--- GIVEN DATA Enclosed Below ---
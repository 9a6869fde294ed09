use async_trait::async_trait;
use serde::{Deserialize, Serialize};
use tracing::info;

use crate::{
    common::{parse_address, FeePolicy, TxConfidence},
    error::FiatSwapError,
    message::ProtocolMessage,
    services::{locked_total, PayoutTerms},
    task::{Task, TaskOutcome, TaskResult},
    trade::{Contract, TradeState},
};

use super::model::BuyerAsOffererModel;

#[derive(Clone, Copy, Debug, PartialEq, Eq, Serialize, Deserialize)]
pub enum BuyerAsOffererTask {
    ProcessRequestTakeOffer,
    VerifyTakeOfferFeePayment,
    VerifyTakerAccount,
    CreateDepositInputs,
    CreateAndSignContract,
    RespondToTakeOfferRequest,
    ProcessDepositTxPublished,
    SetDepositPublished,
    SignPayoutTx,
    SendFiatTransferStarted,
    SetFiatPaymentStarted,
    ProcessPayoutTxPublished,
}

#[async_trait]
impl Task<BuyerAsOffererModel> for BuyerAsOffererTask {
    async fn run(&self, model: &mut BuyerAsOffererModel) -> TaskResult {
        match self {
            BuyerAsOffererTask::ProcessRequestTakeOffer => process_request_take_offer(model),
            BuyerAsOffererTask::VerifyTakeOfferFeePayment => verify_take_offer_fee_payment(model),
            BuyerAsOffererTask::VerifyTakerAccount => verify_taker_account(model),
            BuyerAsOffererTask::CreateDepositInputs => create_deposit_inputs(model).await,
            BuyerAsOffererTask::CreateAndSignContract => create_and_sign_contract(model),
            BuyerAsOffererTask::RespondToTakeOfferRequest => {
                respond_to_take_offer_request(model).await
            }
            BuyerAsOffererTask::ProcessDepositTxPublished => process_deposit_tx_published(model),
            BuyerAsOffererTask::SetDepositPublished => set_deposit_published(model),
            BuyerAsOffererTask::SignPayoutTx => sign_payout_tx(model),
            BuyerAsOffererTask::SendFiatTransferStarted => send_fiat_transfer_started(model).await,
            BuyerAsOffererTask::SetFiatPaymentStarted => {
                model.trade.set_state(TradeState::FiatPaymentStarted)?;
                Ok(TaskOutcome::Complete)
            }
            BuyerAsOffererTask::ProcessPayoutTxPublished => process_payout_tx_published(model),
        }
    }
}

fn missing_inbound(task: &str) -> FiatSwapError {
    FiatSwapError::contract(format!("{} ran without its inbound message", task))
}

fn process_request_take_offer(model: &mut BuyerAsOffererModel) -> TaskResult {
    let Some(ProtocolMessage::RequestTakeOffer {
        trade_amount,
        take_offer_fee_txid,
        taker_account_id,
        taker_pub_key,
        taker_message_pub_key,
        taker_fiat_account,
        taker_peer,
        ..
    }) = model.inbound_message.clone()
    else {
        return Err(missing_inbound("ProcessRequestTakeOffer"));
    };

    if trade_amount != model.trade.trade_amount() {
        return Ok(TaskOutcome::failed_verification(format!(
            "Requested amount {} does not match trade amount {}.",
            trade_amount,
            model.trade.trade_amount()
        )));
    }

    let taker = &mut model.taker.identity;
    taker.account_id.set("taker.account_id", taker_account_id)?;
    taker.pub_key.set("taker.pub_key", taker_pub_key)?;
    taker
        .message_pub_key
        .set("taker.message_pub_key", taker_message_pub_key)?;
    taker
        .fiat_account
        .set("taker.fiat_account", taker_fiat_account)?;
    taker.peer = Some(taker_peer);
    model
        .take_offer_fee_txid
        .set("take_offer_fee_txid", take_offer_fee_txid)?;
    Ok(TaskOutcome::Complete)
}

fn verify_take_offer_fee_payment(model: &mut BuyerAsOffererModel) -> TaskResult {
    let txid = *model.take_offer_fee_txid.require("take_offer_fee_txid")?;
    match model.shared.wallet().confidence_for_txid(&txid) {
        Some(TxConfidence::Pending) | Some(TxConfidence::Building { .. }) => {
            Ok(TaskOutcome::Complete)
        }
        _ => Ok(TaskOutcome::failed_verification(format!(
            "Take offer fee payment {} not found.",
            txid
        ))),
    }
}

fn verify_taker_account(model: &mut BuyerAsOffererModel) -> TaskResult {
    let account_id = model.taker.identity.account_id.require("taker.account_id")?;
    if !model
        .shared
        .block_chain()
        .verify_account_registration(account_id)
    {
        return Ok(TaskOutcome::failed_verification(
            "Account registration validation for peer faultHandler.onFault.",
        ));
    }
    Ok(TaskOutcome::Complete)
}

async fn create_deposit_inputs(model: &mut BuyerAsOffererModel) -> TaskResult {
    if model.offerer.deposit_inputs.is_set() {
        return Ok(TaskOutcome::Complete);
    }
    let contribution = model.trade.security_deposit();
    let inputs = match model
        .shared
        .wallet()
        .create_deposit_inputs(model.trade.id(), contribution)
        .await
    {
        Ok(inputs) => inputs,
        Err(error) => return TaskOutcome::from_service_error(error),
    };
    model
        .offerer
        .deposit_inputs
        .set("offerer.deposit_inputs", inputs)?;
    Ok(TaskOutcome::Complete)
}

fn create_and_sign_contract(model: &mut BuyerAsOffererModel) -> TaskResult {
    if model.trade.contract().is_some() && model.offerer.contract_signature.is_set() {
        return Ok(TaskOutcome::Complete);
    }
    let offerer = &model.offerer.identity;
    let taker = &model.taker.identity;
    let contract = Contract {
        offer: model.trade.offer().clone(),
        trade_amount: model.trade.trade_amount(),
        take_offer_fee_txid: *model.take_offer_fee_txid.require("take_offer_fee_txid")?,
        offerer_account_id: offerer.account_id.require("offerer.account_id")?.clone(),
        taker_account_id: taker.account_id.require("taker.account_id")?.clone(),
        offerer_fiat_account: offerer.fiat_account.require("offerer.fiat_account")?.clone(),
        taker_fiat_account: taker.fiat_account.require("taker.fiat_account")?.clone(),
        offerer_message_pub_key: *offerer
            .message_pub_key
            .require("offerer.message_pub_key")?,
        taker_message_pub_key: *taker.message_pub_key.require("taker.message_pub_key")?,
    };
    let keys = offerer.require_local_keys()?;
    let signature = match model
        .shared
        .signature()
        .sign(&keys.registration_key_pair, &contract.signing_payload()?)
    {
        Ok(signature) => signature,
        Err(error) => return TaskOutcome::from_service_error(error),
    };

    model
        .offerer
        .contract_signature
        .set("offerer.contract_signature", signature)?;
    model.trade.set_contract(contract)?;
    Ok(TaskOutcome::Complete)
}

async fn respond_to_take_offer_request(model: &mut BuyerAsOffererModel) -> TaskResult {
    let offerer = &model.offerer;
    let message = ProtocolMessage::RespondToTakeOfferRequest {
        trade_id: model.trade.id(),
        offerer_account_id: offerer
            .identity
            .account_id
            .require("offerer.account_id")?
            .clone(),
        offerer_registration_pub_key: *offerer
            .identity
            .registration_pub_key
            .require("offerer.registration_pub_key")?,
        offerer_pub_key: *offerer.identity.pub_key.require("offerer.pub_key")?,
        offerer_fiat_account: offerer
            .identity
            .fiat_account
            .require("offerer.fiat_account")?
            .clone(),
        offerer_deposit_inputs: offerer
            .deposit_inputs
            .require("offerer.deposit_inputs")?
            .clone(),
        contract: model
            .trade
            .contract()
            .ok_or_else(|| FiatSwapError::contract("RespondToTakeOfferRequest without a contract"))?,
        contract_signature: offerer
            .contract_signature
            .require("offerer.contract_signature")?
            .clone(),
    };
    let peer = model.taker.identity.require_peer()?.clone();
    model.shared.send_message(&peer, message).await
}

fn process_deposit_tx_published(model: &mut BuyerAsOffererModel) -> TaskResult {
    let Some(ProtocolMessage::DepositTxPublished {
        deposit_tx,
        taker_contribution,
        taker_payout_address,
        ..
    }) = model.inbound_message.clone()
    else {
        return Err(missing_inbound("ProcessDepositTxPublished"));
    };

    let taker = &model.taker.identity;
    let account_id = taker.account_id.require("taker.account_id")?;
    let fiat_account = taker.fiat_account.require("taker.fiat_account")?;
    if model
        .shared
        .block_chain()
        .is_account_black_listed(account_id, fiat_account)
    {
        return Ok(TaskOutcome::failed_verification("Taker is blacklisted."));
    }

    let Some(required) =
        FeePolicy::taker_contribution(model.trade.trade_amount(), model.trade.security_deposit())
    else {
        return Ok(TaskOutcome::failed_verification(format!(
            "Trade amount {} out of range.",
            model.trade.trade_amount()
        )));
    };
    if taker_contribution < required {
        return Ok(TaskOutcome::failed_verification(format!(
            "Taker contribution {} below required {}.",
            taker_contribution, required
        )));
    }
    let offerer_contribution = model
        .offerer
        .deposit_inputs
        .require("offerer.deposit_inputs")?
        .contribution;
    if locked_total(offerer_contribution, taker_contribution).is_none() {
        return Ok(TaskOutcome::failed_verification(format!(
            "Taker contribution {} out of range.",
            taker_contribution
        )));
    }
    if let Err(error) = parse_address(&taker_payout_address, model.shared.config().network) {
        return Ok(TaskOutcome::failed_verification(format!(
            "Taker payout address rejected - {}",
            error
        )));
    }

    let taker = &mut model.taker;
    taker
        .contribution
        .set("taker.contribution", taker_contribution)?;
    taker
        .payout_address
        .set("taker.payout_address", taker_payout_address)?;
    model
        .published_deposit_tx
        .set("published_deposit_tx", deposit_tx)?;
    Ok(TaskOutcome::Complete)
}

fn set_deposit_published(model: &mut BuyerAsOffererModel) -> TaskResult {
    let deposit_tx = model
        .published_deposit_tx
        .require("published_deposit_tx")?
        .clone();
    info!(
        "Trade w/ TradeID {} deposit {} published by taker",
        model.trade.id(),
        deposit_tx.txid
    );
    model.trade.publish_deposit(deposit_tx)?;
    Ok(TaskOutcome::Complete)
}

fn sign_payout_tx(model: &mut BuyerAsOffererModel) -> TaskResult {
    if model.payout_terms.is_set() && model.offerer.payout_signature.is_set() {
        return Ok(TaskOutcome::Complete);
    }
    let deposit_tx = model
        .trade
        .deposit_tx()
        .ok_or_else(|| FiatSwapError::contract("SignPayoutTx without a deposit tx"))?;
    let keys = model.offerer.identity.require_local_keys()?.clone();
    let offerer_contribution = model
        .offerer
        .deposit_inputs
        .require("offerer.deposit_inputs")?
        .contribution;
    let taker_contribution = *model.taker.contribution.require("taker.contribution")?;
    let taker_address = model
        .taker
        .payout_address
        .require("taker.payout_address")?
        .clone();

    let terms = match PayoutTerms::for_buyer_as_offerer(
        model.trade.trade_amount(),
        offerer_contribution,
        taker_contribution,
        keys.address_entry.address.clone(),
        taker_address,
    ) {
        Ok(terms) => terms,
        Err(error) => {
            return Ok(TaskOutcome::failed_verification(format!(
                "Locked deposit cannot be paid out - {}",
                error
            )))
        }
    };
    let sighash = match model.shared.wallet().payout_sighash(&deposit_tx, &terms) {
        Ok(sighash) => sighash,
        Err(error) => return TaskOutcome::from_service_error(error),
    };
    let signature = match model
        .shared
        .signature()
        .sign(&keys.address_entry.key_pair, &sighash)
    {
        Ok(signature) => signature,
        Err(error) => return TaskOutcome::from_service_error(error),
    };

    model.payout_terms.set("payout_terms", terms)?;
    model
        .offerer
        .payout_signature
        .set("offerer.payout_signature", signature)?;
    Ok(TaskOutcome::Complete)
}

async fn send_fiat_transfer_started(model: &mut BuyerAsOffererModel) -> TaskResult {
    let message = ProtocolMessage::FiatTransferStarted {
        trade_id: model.trade.id(),
        offerer_signature: model
            .offerer
            .payout_signature
            .require("offerer.payout_signature")?
            .clone(),
        payout_terms: model.payout_terms.require("payout_terms")?.clone(),
    };
    let peer = model.taker.identity.require_peer()?.clone();
    model.shared.send_message(&peer, message).await
}

fn process_payout_tx_published(model: &mut BuyerAsOffererModel) -> TaskResult {
    let Some(ProtocolMessage::PayoutTxPublished { payout_tx, .. }) = model.inbound_message.clone()
    else {
        return Err(missing_inbound("ProcessPayoutTxPublished"));
    };
    info!(
        "Trade w/ TradeID {} payout {} published by taker",
        model.trade.id(),
        payout_tx.txid
    );
    model.trade.publish_payout(payout_tx)?;
    Ok(TaskOutcome::Complete)
}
--- End of Enclosed GIVEN DATA ---
● **TASK REQUIREMENTS**:
A line in the material may hold the string "ProcessDepositTxPublished". Report how many do, and write only the number.

● **OUTPUT FOR THIS TASK**:
3